Excluindo os dez Estados-membros do alargamento,
Espanha, Portugal, Itália e Grécia fazem parte do
grupo dos que "menos ajudam a família", lê-se no
relatório Evolução da Família na Europa - 2006,
apresentado ontem em Bruxelas. O documento analisa
informação produzida ao longo dos últimos anos por
diversas fontes, nomeadamente o Eurostat.
O facto de Portugal estar abaixo da média em termos
de prestações familiares per capita não surpreende
Fernando Ribeiro e Castro, presidente da Associação
Portuguesa de Famílias Numerosas, que classifica a
situação como "ridícula". Mas, mais do que isso,
aponta o dedo à fiscalidade. "Um casal com filhos
poupa dinheiro se se divorciar.

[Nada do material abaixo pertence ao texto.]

// src/ingest/types.rs
use serde::{Deserialize, Serialize};

use crate::ingest::extract::ElementError;
use crate::ingest::fetch::FetchError;

/// One listing as scraped from a page, before keyword/region matching.
#[derive(Debug, Clone, Serialize, Deserialize, PartialEq, Eq)]
pub struct RawListing {
    pub source: String, // e.g. "广东省政府采购网"
    pub title: String,
    pub link: String, // absolute
    pub date: String, // as printed on the page, may be empty
}

/// What one source produced during a run.
#[derive(Debug)]
pub enum FetchOutcome {
    Fetched {
        listings: Vec<RawListing>,
        skipped: Vec<ElementError>,
    },
    Failed(FetchError),
    /// Source is wired up (request is sent) but has no extraction logic yet.
    NotImplemented,
}

impl FetchOutcome {
    pub fn listings(&self) -> &[RawListing] {
        match self {
            FetchOutcome::Fetched { listings, .. } => listings,
            _ => &[],
        }
    }

    pub fn into_listings(self) -> Vec<RawListing> {
        match self {
            FetchOutcome::Fetched { listings, .. } => listings,
            _ => Vec::new(),
        }
    }

    pub fn is_failed(&self) -> bool {
        matches!(self, FetchOutcome::Failed(_))
    }
}

#[derive(Debug)]
pub struct SourceReport {
    pub source: String,
    pub outcome: FetchOutcome,
}

#[async_trait::async_trait]
pub trait SourceProvider: Send + Sync {
    /// Never fails as a whole: transport and parse problems land in the outcome.
    async fn fetch_latest(&self) -> FetchOutcome;
    fn name(&self) -> &str;
}
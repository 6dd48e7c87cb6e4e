// src/store.rs
//! Flat result dump, overwritten on every run.

use anyhow::{Context, Result};
use chrono::{DateTime, Local};
use serde::{Deserialize, Serialize};
use std::fs;
use std::path::Path;

use crate::record::{TenderRecord, Tiers};

#[derive(Debug, Clone, Serialize, Deserialize, PartialEq, Eq)]
pub struct ResultSnapshot {
    /// RFC 3339 timestamp of the run.
    pub date: String,
    pub high_priority: Vec<TenderRecord>,
    pub medium_priority: Vec<TenderRecord>,
}

impl ResultSnapshot {
    pub fn new(at: DateTime<Local>, tiers: &Tiers) -> Self {
        Self {
            date: at.to_rfc3339(),
            high_priority: tiers.high.clone(),
            medium_priority: tiers.medium.clone(),
        }
    }
}

/// Create `path`'s parent directory if needed.
pub fn ensure_parent_dir(path: &Path) -> Result<()> {
    if let Some(dir) = path.parent().filter(|d| !d.as_os_str().is_empty()) {
        fs::create_dir_all(dir).with_context(|| format!("creating {}", dir.display()))?;
    }
    Ok(())
}

/// Pretty JSON, non-ASCII left as is. Replaces any previous file.
pub fn write_snapshot(path: &Path, snapshot: &ResultSnapshot) -> Result<()> {
    ensure_parent_dir(path)?;
    let json = serde_json::to_string_pretty(snapshot).context("serializing result snapshot")?;
    fs::write(path, json).with_context(|| format!("writing {}", path.display()))?;
    Ok(())
}

pub fn read_snapshot(path: &Path) -> Result<ResultSnapshot> {
    let data = fs::read_to_string(path).with_context(|| format!("reading {}", path.display()))?;
    serde_json::from_str(&data).with_context(|| format!("parsing {}", path.display()))
}
// src/ingest/providers/listing_page.rs
use anyhow::{Context, Result};
use async_trait::async_trait;
use std::collections::BTreeMap;

use crate::config::SourceConfig;
use crate::ingest::extract::{extract_listings, origin_of, CompiledSelectors};
use crate::ingest::fetch::HttpFetcher;
use crate::ingest::types::{FetchOutcome, SourceProvider};

/// A paged list of notices (`<li class="li">` rows on the CCGP Guangdong site).
pub struct ListingPageProvider {
    name: String,
    url: String,
    origin: String,
    query: BTreeMap<String, String>,
    limit: usize,
    selectors: CompiledSelectors,
    fetcher: HttpFetcher,
}

impl ListingPageProvider {
    pub fn new(src: &SourceConfig, fetcher: HttpFetcher) -> Result<Self> {
        let selectors = CompiledSelectors::compile(&src.selectors)
            .with_context(|| format!("selectors for source {}", src.name))?;
        Ok(Self {
            name: src.name.clone(),
            url: src.url.clone(),
            origin: origin_of(&src.url)?,
            query: src.query.clone(),
            limit: src.limit,
            selectors,
            fetcher,
        })
    }

    pub fn origin(&self) -> &str {
        &self.origin
    }
}

#[async_trait]
impl SourceProvider for ListingPageProvider {
    async fn fetch_latest(&self) -> FetchOutcome {
        let body = match self.fetcher.get_html(&self.url, &self.query).await {
            Ok(b) => b,
            Err(e) => return FetchOutcome::Failed(e),
        };
        // Parsed DOM is not Send; keep it out of any await.
        let report = extract_listings(&body, &self.name, &self.origin, &self.selectors, self.limit);
        FetchOutcome::Fetched {
            listings: report.listings,
            skipped: report.skipped,
        }
    }

    fn name(&self) -> &str {
        &self.name
    }
}
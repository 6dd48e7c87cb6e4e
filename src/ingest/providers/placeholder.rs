// src/ingest/providers/placeholder.rs
use async_trait::async_trait;
use std::collections::BTreeMap;

use crate::config::SourceConfig;
use crate::ingest::fetch::HttpFetcher;
use crate::ingest::types::{FetchOutcome, SourceProvider};

/// Source that is requested but not parsed yet (the Shenzhen GGZY search page
/// renders its results client-side). Reports `NotImplemented` rather than an
/// empty success so a missing extractor stays visible.
pub struct PlaceholderProvider {
    name: String,
    url: String,
    query: BTreeMap<String, String>,
    fetcher: HttpFetcher,
}

impl PlaceholderProvider {
    pub fn new(src: &SourceConfig, fetcher: HttpFetcher) -> Self {
        Self {
            name: src.name.clone(),
            url: src.url.clone(),
            query: src.query.clone(),
            fetcher,
        }
    }
}

#[async_trait]
impl SourceProvider for PlaceholderProvider {
    async fn fetch_latest(&self) -> FetchOutcome {
        match self.fetcher.get_html(&self.url, &self.query).await {
            Ok(_discarded) => FetchOutcome::NotImplemented,
            Err(e) => FetchOutcome::Failed(e),
        }
    }

    fn name(&self) -> &str {
        &self.name
    }
}
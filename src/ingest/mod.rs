// src/ingest/mod.rs
pub mod extract;
pub mod fetch;
pub mod providers;
pub mod types;

use crate::ingest::types::{FetchOutcome, RawListing, SourceProvider, SourceReport};
use metrics::{counter, describe_counter};
use once_cell::sync::OnceCell;

/// One-time metrics registration (so series show up once a recorder is installed).
pub(crate) fn ensure_metrics_described() {
    static ONCE: OnceCell<()> = OnceCell::new();
    ONCE.get_or_init(|| {
        describe_counter!("tender_source_fetch_total", "Source fetch attempts.");
        describe_counter!(
            "tender_source_errors_total",
            "Source fetches that failed at transport/decode level."
        );
        describe_counter!(
            "tender_element_errors_total",
            "Listing elements skipped because they could not be parsed."
        );
        describe_counter!("tender_listings_total", "Listings extracted from sources.");
        describe_counter!(
            "tender_matched_total",
            "Listings that matched at least one keyword."
        );
        describe_counter!("tender_notify_total", "Webhook delivery attempts.");
    });
}

/// Collapse whitespace (incl. NBSP and ideographic space) and trim.
pub fn normalize_text(s: &str) -> String {
    static RE_WS: OnceCell<regex::Regex> = OnceCell::new();
    let re_ws = RE_WS.get_or_init(|| regex::Regex::new(r"\s+").expect("static regex"));
    re_ws.replace_all(s, " ").trim().to_string()
}

/// Fetch every provider in order, one at a time.
/// A failing source is logged and reported; it never aborts the others.
pub async fn run_once(providers: &[Box<dyn SourceProvider>]) -> Vec<SourceReport> {
    ensure_metrics_described();

    let mut reports = Vec::with_capacity(providers.len());
    for p in providers {
        tracing::info!("Fetching {}...", p.name());
        counter!("tender_source_fetch_total").increment(1);

        let outcome = p.fetch_latest().await;
        match &outcome {
            FetchOutcome::Fetched { listings, skipped } => {
                tracing::info!(
                    listings = listings.len(),
                    skipped = skipped.len(),
                    "{} fetch completed",
                    p.name()
                );
                counter!("tender_listings_total").increment(listings.len() as u64);
                counter!("tender_element_errors_total").increment(skipped.len() as u64);
            }
            FetchOutcome::Failed(e) => {
                tracing::error!("Fetch {} error: {e}", p.name());
                counter!("tender_source_errors_total").increment(1);
            }
            FetchOutcome::NotImplemented => {
                tracing::warn!(
                    "{} fetched, but listing extraction is not implemented; no records",
                    p.name()
                );
            }
        }

        reports.push(SourceReport {
            source: p.name().to_string(),
            outcome,
        });
    }
    reports
}

/// All listings across reports, in discovery order.
pub fn aggregate(reports: &[SourceReport]) -> Vec<RawListing> {
    reports
        .iter()
        .flat_map(|r| r.outcome.listings().iter().cloned())
        .collect()
}

#[cfg(test)]
mod tests {
    use super::*;

    #[test]
    fn normalize_text_folds_unicode_spaces() {
        assert_eq!(normalize_text("  深圳\u{3000}园区\u{00A0}\n运营  "), "深圳 园区 运营");
        assert_eq!(normalize_text(""), "");
    }
}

O que está aqui em
causa é muito mais do que dinheiro, a fiscalidade é
o instrumento por excelência que o Estado tem para
dar orientações à população no sentido de se
divorciar, de não ter filhos."
O estudo do IPF lembra que as mulheres têm filhos
cada vez mais tarde (em média, a primeira criança
nasce aos 29,5 anos) e que o número de jovens com
idades inferiores a 14 anos diminuiu 21 por cento
desde 1980, no conjunto dos 25 países. Espanha,
Portugal e Itália foram aqueles onde a diminuição
foi mais forte - registaram-se, respectivamente,
quebras de 44, 40 e 37 por cento.
Divórcio a cada 33 segundos
Em 2005 nasceram menos 870.478 crianças na UE do que
em 1982 (menos 15,3 por cento). E há cada vez menos
casamentos. Os divórcios, por outro lado, não páram
de aumentar - acontece um a cada 33 segundos. O IPF
fez as contas: nos últimos 15 anos (até 2004) mais
de dez milhões de casais romperam a sua relação.

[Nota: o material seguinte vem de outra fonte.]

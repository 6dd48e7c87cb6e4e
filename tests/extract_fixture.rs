// tests/extract_fixture.rs
use pretty_assertions::assert_eq;
use tender_monitor::analyze::{prioritize, Matcher};
use tender_monitor::config::{ListingSelectors, MonitorConfig};
use tender_monitor::ingest::extract::{extract_listings, CompiledSelectors, ElementError};

const LIST_HTML: &str = include_str!("fixtures/ccgp_list.html");
const ORIGIN: &str = "http://www.ccgp-guangdong.gov.cn";

fn extract() -> tender_monitor::ingest::extract::ExtractReport {
    let sel = CompiledSelectors::compile(&ListingSelectors::default()).unwrap();
    extract_listings(LIST_HTML, "广东省政府采购网", ORIGIN, &sel, 10)
}

#[test]
fn fixture_yields_first_ten_rows_minus_unparseable_ones() {
    let r = extract();
    let titles: Vec<&str> = r.listings.iter().map(|l| l.title.as_str()).collect();
    assert_eq!(
        titles,
        vec![
            "深圳产业园招商及资产管理项目",
            "东莞城投项目",
            "普通采购公告",
            "深圳市园区运营服务采购",
            "广州深圳两地招商引资及产业服务外包",
            "珠海城投资产管理咨询",
            "佛山 城投 平台 资产管理 服务",
            "办公家具采购",
        ]
    );
    assert_eq!(r.skipped, vec![ElementError::EmptyTitle { index: 4 }]);
    assert!(r.listings.iter().all(|l| l.source == "广东省政府采购网"));
}

#[test]
fn links_are_absolute_and_dates_optional() {
    let r = extract();
    assert_eq!(
        r.listings[0].link,
        "http://www.ccgp-guangdong.gov.cn/showNotice/id/40288ba9.html"
    );
    assert_eq!(r.listings[0].date, "2025-09-05");
    // absolute link from another host passes through
    assert_eq!(r.listings[3].link, "https://www.szggzy.com/jyxx/notice/991.html");
    // anchor without href falls back to the site origin
    assert_eq!(r.listings[5].title, "珠海城投资产管理咨询");
    assert_eq!(r.listings[5].link, ORIGIN);
    // relative without leading slash
    assert_eq!(
        r.listings[6].link,
        "http://www.ccgp-guangdong.gov.cn/showNotice/id/40288bb7.html"
    );
    assert_eq!(r.listings[6].date, "");
    assert!(r.listings.iter().all(|l| l.link.starts_with("http")));
}

#[test]
fn fixture_through_matcher_and_prioritizer() {
    let cfg = MonitorConfig::default();
    let m = Matcher::from_config(&cfg);
    let tiers = prioritize(m.match_all(extract().listings), &cfg.primary_region);

    let high: Vec<(&str, Vec<&str>)> = tiers
        .high
        .iter()
        .map(|r| (r.title.as_str(), r.keywords.iter().map(String::as_str).collect()))
        .collect();
    assert_eq!(
        high,
        vec![
            ("深圳产业园招商及资产管理项目", vec!["资产管理", "产业园招商"]),
            ("广州深圳两地招商引资及产业服务外包", vec!["产业服务", "招商引资"]),
        ]
    );
    // configured region order decides, not title order
    assert_eq!(tiers.high[1].region.as_deref(), Some("深圳"));

    let medium: Vec<&str> = tiers.medium.iter().map(|r| r.title.as_str()).collect();
    assert_eq!(
        medium,
        vec![
            "东莞城投项目",
            "深圳市园区运营服务采购",
            "珠海城投资产管理咨询",
            "佛山 城投 平台 资产管理 服务",
        ]
    );
    assert_eq!(tiers.medium[3].keywords, vec!["资产管理".to_string(), "城投".to_string()]);
}

#[test]
fn matching_listing_without_href_is_still_reported() {
    let cfg = MonitorConfig::default();
    let m = Matcher::from_config(&cfg);
    let tiers = prioritize(m.match_all(extract().listings), &cfg.primary_region);

    let zhuhai = tiers
        .medium
        .iter()
        .find(|r| r.title == "珠海城投资产管理咨询")
        .expect("listing without href dropped");
    assert_eq!(zhuhai.link, ORIGIN);
    assert_eq!(zhuhai.region.as_deref(), Some("珠海"));
    assert_eq!(zhuhai.keywords, vec!["资产管理".to_string(), "城投".to_string()]);
}
// src/ingest/providers/mod.rs
pub mod listing_page;
pub mod placeholder;

use anyhow::Result;

use crate::config::{MonitorConfig, SourceKind};
use crate::ingest::fetch::HttpFetcher;
use crate::ingest::types::SourceProvider;

pub use listing_page::ListingPageProvider;
pub use placeholder::PlaceholderProvider;

/// One provider per configured source, in config order.
pub fn build_providers(
    cfg: &MonitorConfig,
    fetcher: &HttpFetcher,
) -> Result<Vec<Box<dyn SourceProvider>>> {
    let mut out: Vec<Box<dyn SourceProvider>> = Vec::with_capacity(cfg.sources.len());
    for src in &cfg.sources {
        let p: Box<dyn SourceProvider> = match src.kind {
            SourceKind::Listing => Box::new(ListingPageProvider::new(src, fetcher.clone())?),
            SourceKind::Placeholder => Box::new(PlaceholderProvider::new(src, fetcher.clone())),
        };
        out.push(p);
    }
    Ok(out)
}
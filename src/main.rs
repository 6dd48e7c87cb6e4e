//! Tender monitor — binary entrypoint.
//! One invocation = one run; periodicity comes from an external scheduler.

use tender_monitor::{logging, MonitorConfig, Runner};

#[tokio::main(flavor = "current_thread")]
async fn main() -> anyhow::Result<()> {
    // Load .env in local/dev; FEISHU_WEBHOOK usually lives there.
    let _ = dotenvy::dotenv();

    let config = MonitorConfig::load_default()?;
    logging::init(&config.output.log_file)?;

    let runner = Runner::from_config(config)?;
    let summary = runner.run().await?;

    tracing::debug!(
        high = summary.high,
        medium = summary.medium,
        delivered = summary.delivery.is_delivered(),
        "run summary"
    );
    Ok(())
}
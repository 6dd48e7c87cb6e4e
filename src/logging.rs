// src/logging.rs
use anyhow::{Context, Result};
use std::fs::OpenOptions;
use std::path::Path;
use std::sync::Mutex;
use tracing_subscriber::{fmt, prelude::*, EnvFilter};

/// Console + file logging: `<timestamp> <LEVEL> <message>` on both.
/// `RUST_LOG` overrides the default `info` filter. The log directory is created if absent.
pub fn init(log_file: &Path) -> Result<()> {
    crate::store::ensure_parent_dir(log_file)?;
    let file = OpenOptions::new()
        .create(true)
        .append(true)
        .open(log_file)
        .with_context(|| format!("opening log file {}", log_file.display()))?;

    let filter = EnvFilter::try_from_default_env().unwrap_or_else(|_| EnvFilter::new("info"));

    tracing_subscriber::registry()
        .with(filter)
        .with(fmt::layer().with_target(false).with_writer(std::io::stderr))
        .with(
            fmt::layer()
                .with_target(false)
                .with_ansi(false)
                .with_writer(Mutex::new(file)),
        )
        .try_init()
        .context("installing tracing subscriber")?;
    Ok(())
}
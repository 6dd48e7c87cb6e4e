// src/analyze/priority.rs
use crate::record::{Priority, TenderRecord, Tiers};

/// High: primary region + at least two keywords. Everything else that matched is Medium.
pub fn tier_for(record: &TenderRecord, primary_region: &str) -> Priority {
    if record.region.as_deref() == Some(primary_region) && record.keywords.len() >= 2 {
        Priority::High
    } else {
        Priority::Medium
    }
}

/// Split matched records into tiers, keeping discovery order within each and
/// overwriting `priority` to the assigned tier.
pub fn prioritize(records: Vec<TenderRecord>, primary_region: &str) -> Tiers {
    let mut tiers = Tiers::default();
    for mut rec in records {
        // unmatched records never reach here via the matcher; drop strays
        if rec.keywords.is_empty() {
            continue;
        }
        rec.priority = tier_for(&rec, primary_region);
        match rec.priority {
            Priority::High => tiers.high.push(rec),
            Priority::Medium => tiers.medium.push(rec),
        }
    }
    tiers
}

Portugal é o país onde se registou o maior aumento
de rupturas conjugais na última década, ainda
segundo o IPF. Citada pela Lusa, a socióloga Anália
Torres lembra contudo que o país continua a ser dos
que apresentam menor taxa de divórcio.
Por tudo isto, o IPF sublinha a necessidade de a
Europa "converter a família numa prioridade
política". É preciso "ajudar os pais a terem os
filhos que desejam ter". Propostas concretas: a
redução em 50 por cento do IVA de produtos básicos
para crianças, como alimentos, biberões, mobiliário
infantil e o desenvolvimento de formas de apoio aos
casais em crise.
Políticas mais iguais
Para além disso, defende esta organização não
lucrativa, há que apostar na "convergência" das
políticas na UE. Objectivo: reduzir as enormes
diferenças que existem de Estado para Estado nos
apoios prestados e evitar que haja "famílias de
primeira e de segunda", conforme os países onde
vivem.
"Há um abismo entre países como o Luxemburgo,
Dinamarca, Áustria ou Suécia, por um lado, e a
Polónia, Lituânia, Espanha ou Letónia, por outro".

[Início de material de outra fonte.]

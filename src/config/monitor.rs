// src/config/monitor.rs
use anyhow::{anyhow, bail, Context, Result};
use serde::Deserialize;
use std::collections::BTreeMap;
use std::path::{Path, PathBuf};
use std::{env, fs};

pub const ENV_CONFIG_PATH: &str = "TENDER_MONITOR_CONFIG";
pub const DEFAULT_CONFIG_PATH: &str = "config/monitor.toml";

const DEFAULT_USER_AGENT: &str = "Mozilla/5.0 (Windows NT 10.0; Win64; x64) AppleWebKit/537.36";

fn default_keywords() -> Vec<String> {
    ["园区运营", "资产管理", "产业服务", "城投", "产业园招商", "招商引资"]
        .into_iter()
        .map(String::from)
        .collect()
}
fn default_regions() -> Vec<String> {
    ["深圳", "广州", "东莞", "佛山", "珠海"]
        .into_iter()
        .map(String::from)
        .collect()
}
fn default_primary_region() -> String {
    "深圳".to_string()
}
fn default_webhook_env() -> String {
    "FEISHU_WEBHOOK".to_string()
}
fn default_user_agent() -> String {
    DEFAULT_USER_AGENT.to_string()
}
fn default_timeout_secs() -> u64 {
    30
}
fn default_log_file() -> PathBuf {
    PathBuf::from("logs/scraper.log")
}
fn default_result_file() -> PathBuf {
    PathBuf::from("logs/daily_result.json")
}
fn default_per_tier_limit() -> usize {
    5
}
fn default_contact() -> String {
    "AoKen".to_string()
}
fn default_listing_limit() -> usize {
    10
}
fn default_item_selector() -> String {
    "li.li".to_string()
}
fn default_title_selector() -> String {
    "a".to_string()
}
fn default_date_selector() -> String {
    "span.date".to_string()
}

#[derive(Debug, Clone, Deserialize)]
pub struct HttpConfig {
    #[serde(default = "default_user_agent")]
    pub user_agent: String,
    /// Applies to every GET and to the webhook POST.
    #[serde(default = "default_timeout_secs")]
    pub timeout_secs: u64,
}

impl Default for HttpConfig {
    fn default() -> Self {
        Self {
            user_agent: default_user_agent(),
            timeout_secs: default_timeout_secs(),
        }
    }
}

#[derive(Debug, Clone, Deserialize)]
pub struct OutputConfig {
    #[serde(default = "default_log_file")]
    pub log_file: PathBuf,
    #[serde(default = "default_result_file")]
    pub result_file: PathBuf,
}

impl Default for OutputConfig {
    fn default() -> Self {
        Self {
            log_file: default_log_file(),
            result_file: default_result_file(),
        }
    }
}

#[derive(Debug, Clone, Deserialize)]
pub struct MessageConfig {
    /// Entries shown per tier in the chat message; the result file is never truncated.
    #[serde(default = "default_per_tier_limit")]
    pub per_tier_limit: usize,
    /// Handle mentioned in the closing block for custom pitch requests.
    #[serde(default = "default_contact")]
    pub contact: String,
}

impl Default for MessageConfig {
    fn default() -> Self {
        Self {
            per_tier_limit: default_per_tier_limit(),
            contact: default_contact(),
        }
    }
}

#[derive(Debug, Clone, Copy, Deserialize, PartialEq, Eq, Default)]
#[serde(rename_all = "snake_case")]
pub enum SourceKind {
    /// A listing page scraped with the configured selectors.
    #[default]
    Listing,
    /// Request is sent but the response is discarded.
    Placeholder,
}

#[derive(Debug, Clone, Deserialize, PartialEq, Eq)]
pub struct ListingSelectors {
    #[serde(default = "default_item_selector")]
    pub item: String,
    #[serde(default = "default_title_selector")]
    pub title: String,
    #[serde(default = "default_date_selector")]
    pub date: String,
}

impl Default for ListingSelectors {
    fn default() -> Self {
        Self {
            item: default_item_selector(),
            title: default_title_selector(),
            date: default_date_selector(),
        }
    }
}

#[derive(Debug, Clone, Deserialize)]
pub struct SourceConfig {
    pub name: String,
    pub url: String,
    #[serde(default)]
    pub kind: SourceKind,
    #[serde(default)]
    pub query: BTreeMap<String, String>,
    /// Only the first `limit` listing elements on the page are considered.
    #[serde(default = "default_listing_limit")]
    pub limit: usize,
    #[serde(default)]
    pub selectors: ListingSelectors,
}

fn default_sources() -> Vec<SourceConfig> {
    vec![
        SourceConfig {
            name: "广东省政府采购网".to_string(),
            url: "http://www.ccgp-guangdong.gov.cn/queryMoreInfoList.do".to_string(),
            kind: SourceKind::Listing,
            query: BTreeMap::from([
                ("channelCode".to_string(), "0005".to_string()),
                ("page".to_string(), "1".to_string()),
                ("pageSize".to_string(), "20".to_string()),
            ]),
            limit: default_listing_limit(),
            selectors: ListingSelectors::default(),
        },
        SourceConfig {
            name: "深圳公共资源交易中心".to_string(),
            url: "https://www.szggzy.com/globalSearch/search.html".to_string(),
            kind: SourceKind::Placeholder,
            query: BTreeMap::new(),
            limit: default_listing_limit(),
            selectors: ListingSelectors::default(),
        },
    ]
}

/// Everything a run needs. Built once at startup and handed to the runner.
#[derive(Debug, Clone, Deserialize)]
pub struct MonitorConfig {
    #[serde(default = "default_keywords")]
    pub keywords: Vec<String>,
    #[serde(default = "default_regions")]
    pub regions: Vec<String>,
    #[serde(default = "default_primary_region")]
    pub primary_region: String,
    /// Name of the env var holding the webhook URL (never the URL itself).
    #[serde(default = "default_webhook_env")]
    pub webhook_env: String,
    /// Resolved from `webhook_env` at load time.
    #[serde(skip)]
    pub webhook_url: Option<String>,
    #[serde(default)]
    pub http: HttpConfig,
    #[serde(default)]
    pub output: OutputConfig,
    #[serde(default)]
    pub message: MessageConfig,
    #[serde(default = "default_sources")]
    pub sources: Vec<SourceConfig>,
}

impl Default for MonitorConfig {
    fn default() -> Self {
        Self {
            keywords: default_keywords(),
            regions: default_regions(),
            primary_region: default_primary_region(),
            webhook_env: default_webhook_env(),
            webhook_url: None,
            http: HttpConfig::default(),
            output: OutputConfig::default(),
            message: MessageConfig::default(),
            sources: default_sources(),
        }
    }
}

impl MonitorConfig {
    /// Parse TOML, clean the lists and validate. Does not touch the environment.
    pub fn from_toml_str(s: &str) -> Result<Self> {
        let mut cfg: MonitorConfig = toml::from_str(s).context("parsing monitor config")?;
        cfg.keywords = clean_list(cfg.keywords);
        cfg.regions = clean_list(cfg.regions);
        cfg.primary_region = cfg.primary_region.trim().to_string();
        cfg.validate()?;
        Ok(cfg)
    }

    pub fn load_from(path: &Path) -> Result<Self> {
        let content = fs::read_to_string(path)
            .with_context(|| format!("reading monitor config from {}", path.display()))?;
        let mut cfg = Self::from_toml_str(&content)?;
        cfg.resolve_webhook_from_env();
        Ok(cfg)
    }

    /// Load config using env var + fallbacks:
    /// 1) $TENDER_MONITOR_CONFIG
    /// 2) config/monitor.toml
    /// 3) built-in defaults
    pub fn load_default() -> Result<Self> {
        if let Ok(p) = env::var(ENV_CONFIG_PATH) {
            let pb = PathBuf::from(p);
            if pb.exists() {
                return Self::load_from(&pb);
            }
            return Err(anyhow!("{ENV_CONFIG_PATH} points to non-existent path"));
        }
        let default_path = PathBuf::from(DEFAULT_CONFIG_PATH);
        if default_path.exists() {
            return Self::load_from(&default_path);
        }
        let mut cfg = Self::default();
        cfg.resolve_webhook_from_env();
        Ok(cfg)
    }

    /// Empty values count as unset.
    pub fn resolve_webhook_from_env(&mut self) {
        self.webhook_url = env::var(&self.webhook_env)
            .ok()
            .map(|v| v.trim().to_string())
            .filter(|v| !v.is_empty());
    }

    pub fn validate(&self) -> Result<()> {
        if self.keywords.is_empty() {
            bail!("monitor config has no keywords");
        }
        if self.http.timeout_secs == 0 {
            bail!("http.timeout_secs must be > 0");
        }
        for s in &self.sources {
            if s.name.trim().is_empty() {
                bail!("source with url {} has an empty name", s.url);
            }
        }
        Ok(())
    }

    /// Non-fatal problems. Returned rather than logged: config loads before
    /// the subscriber exists, so the runner logs these once logging is up.
    pub fn warnings(&self) -> Vec<String> {
        let mut out = Vec::new();
        if !self.regions.iter().any(|r| r == &self.primary_region) {
            out.push(format!(
                "primary region {} is not among configured regions; nothing will be high priority",
                self.primary_region
            ));
        }
        out
    }
}

/// Trim, drop empties, drop repeats. Keeps first-seen order since match order is significant.
fn clean_list(items: Vec<String>) -> Vec<String> {
    let mut out: Vec<String> = Vec::with_capacity(items.len());
    for it in items {
        let t = it.trim();
        if !t.is_empty() && !out.iter().any(|x| x == t) {
            out.push(t.to_string());
        }
    }
    out
}

#[cfg(test)]
mod tests {
    use super::*;

    #[test]
    fn clean_list_keeps_first_seen_order() {
        let v = vec![
            " 城投 ".to_string(),
            "".to_string(),
            "资产管理".to_string(),
            "城投".to_string(),
        ];
        assert_eq!(clean_list(v), vec!["城投".to_string(), "资产管理".to_string()]);
    }

    #[test]
    fn empty_toml_yields_defaults() {
        let cfg = MonitorConfig::from_toml_str("").unwrap();
        assert_eq!(cfg.keywords.len(), 6);
        assert_eq!(cfg.regions.first().map(String::as_str), Some("深圳"));
        assert_eq!(cfg.primary_region, "深圳");
        assert_eq!(cfg.http.timeout_secs, 30);
        assert_eq!(cfg.message.per_tier_limit, 5);
        assert_eq!(cfg.sources.len(), 2);
        assert_eq!(cfg.sources[1].kind, SourceKind::Placeholder);
        assert_eq!(cfg.sources[0].query.get("pageSize").map(String::as_str), Some("20"));
    }

    #[test]
    fn no_keywords_is_rejected() {
        let err = MonitorConfig::from_toml_str(r#"keywords = ["  ", ""]"#).unwrap_err();
        assert!(err.to_string().contains("no keywords"));
    }

    #[test]
    fn primary_region_outside_regions_is_a_warning_not_an_error() {
        let cfg = MonitorConfig::from_toml_str(
            r#"
regions = ["广州", "东莞"]
primary_region = "深圳"
"#,
        )
        .unwrap();
        let w = cfg.warnings();
        assert_eq!(w.len(), 1);
        assert!(w[0].contains("primary region 深圳 is not among configured regions"));
        assert!(MonitorConfig::default().warnings().is_empty());
    }

    #[test]
    fn source_defaults_fill_selectors_and_limit() {
        let cfg = MonitorConfig::from_toml_str(
            r#"
[[sources]]
name = "test"
url = "https://example.test/list"
"#,
        )
        .unwrap();
        assert_eq!(cfg.sources.len(), 1);
        let s = &cfg.sources[0];
        assert_eq!(s.kind, SourceKind::Listing);
        assert_eq!(s.limit, 10);
        assert_eq!(s.selectors, ListingSelectors::default());
    }
}
pub mod monitor;

pub use monitor::{
    HttpConfig, ListingSelectors, MessageConfig, MonitorConfig, OutputConfig, SourceConfig,
    SourceKind,
};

Estes últimos ocupam o fim da lista dos que em 2003
menos gastavam com prestações familiares (ver
quadro).
O IPF compara ainda o que recebe um casal com dois
filhos no Luxemburgo, por exemplo, e em Espanha: 611
euros por mês no primeiro caso e 49 no segundo, e
mesmo assim em Espanha o agregado familiar só recebe
esse valor se tiver um rendimento anual inferior a
8793 euros.
Um casal de polacos nas mesmas circunstâncias tem
direito à quantia de 22 euros mensais. Em Portugal,
a atribuição do abono de família está dependente dos
rendimentos e varia em função da idade das crianças
e dos jovens - pode ir dos 10 aos 127 euros mensais
por filho.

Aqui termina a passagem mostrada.